Another hopeful sign is that housing prices actually increased on average in the March-April time frame for the first time in many months.  This was not expected to happen until later this year. 

But there are factors holding back the market.  Listings are very low, down around 20% from a year ago. People cannot sell their homes easily if their mortgage is underwater. Unemployment is still high so people are not getting jobs and buying a house.  People are not changing jobs so they are not moving to new locations.  Prices are still much lower than peak so many people are waiting for a stronger market before putting their house up for sale.  And banks are still holding back on some repossessions because prices are too low.

Sales are also being slowed by tight credit.  Mortgage rates are low but it is one giant teaser rate.  It looks very appealing, like a swimsuit model, but you are not getting any of that unless you have a “super fine” credit score.

There are some positive factors.  There is less slack in the market than was previously thought.  The shadow inventory (repossessions or future repossessions) is smaller than expected.  This is because it is not in the banks’ interest to repossess too many houses and people are not “walking away” from underwater mortgages as much as feared because they still need a place to live.  Bankers and customers continue to work together to prevent foreclosures.  This is an example of the free market at work.
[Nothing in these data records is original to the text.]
use crate::cli::parser::Commands;
use crate::config::Config;
use crate::db::log::record_admin_event;
use crate::db::migrate::{pending_migrations, run_pending_migrations};
use crate::db::pool::DbPool;
use crate::db::stats;
use crate::errors::AppResult;
use crate::utils::colors::{CYAN, GREEN, RED, RESET, YELLOW};
use tracing::warn;

pub fn handle(cmd: &Commands, cfg: &Config) -> AppResult<()> {
    let Commands::Db {
        migrate,
        check,
        vacuum,
        info,
    } = cmd
    else {
        return Ok(());
    };

    let mut pool = DbPool::with_busy_timeout(&cfg.database, cfg.busy_timeout_ms)?;

    //
    // 1) MIGRATE
    //
    if *migrate {
        println!("{}▶ Running migrations…{}", CYAN, RESET);
        let applied = run_pending_migrations(&pool.conn)?;
        println!(
            "{}✔ Migration completed ({} applied).{}\n",
            GREEN, applied, RESET
        );
    }

    //
    // 2) INFO
    //
    if *info {
        stats::print_db_info(&mut pool, &cfg.database)?;
    }

    //
    // 3) CHECK
    //
    if *check {
        println!("{}▶ Running integrity check…{}", CYAN, RESET);

        let integrity: String = pool
            .conn
            .query_row("PRAGMA integrity_check;", [], |row| row.get(0))?;

        if integrity == "ok" {
            println!("{}✔ Integrity check passed.{}", GREEN, RESET);
        } else {
            println!("{}✘ Integrity check failed:{} {}", RED, RESET, integrity);
        }

        let pending = pending_migrations(&pool.conn)?;
        if pending.is_empty() {
            println!("{}✔ Schema is up to date.{}\n", GREEN, RESET);
        } else {
            println!(
                "{}⚠ Pending migrations:{} {}\n",
                YELLOW,
                RESET,
                pending.join(", ")
            );
        }
    }

    //
    // 4) VACUUM
    //
    if *vacuum {
        println!("{}▶ Running VACUUM…{}", CYAN, RESET);
        pool.conn.execute_batch("VACUUM;")?;
        if let Err(e) =
            record_admin_event(&pool.conn, "vacuum", &cfg.database, "Database vacuumed")
        {
            warn!(error = %e, "failed to write internal log");
        }
        println!("{}✔ Vacuum completed.{}\n", GREEN, RESET);
    }

    Ok(())
}
pub mod initialize;
pub mod log;
pub mod migrate;
pub mod pool;
pub mod queries;
pub mod stats;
Basic economics is the key to housing recovery.  Low inventories (supply) lead to higher prices.  Higher prices lead to less people being “underwater”.  Higher prices also lead to higher inventories and this will ultimately lead to a strong housing recovery.  But this process takes time.

The Forecast

The “walk” phase will last through 2012, but each quarter should be stronger than the preceding one.  Based on what has happened in other industries, look for the housing market to start “running” around March of next year.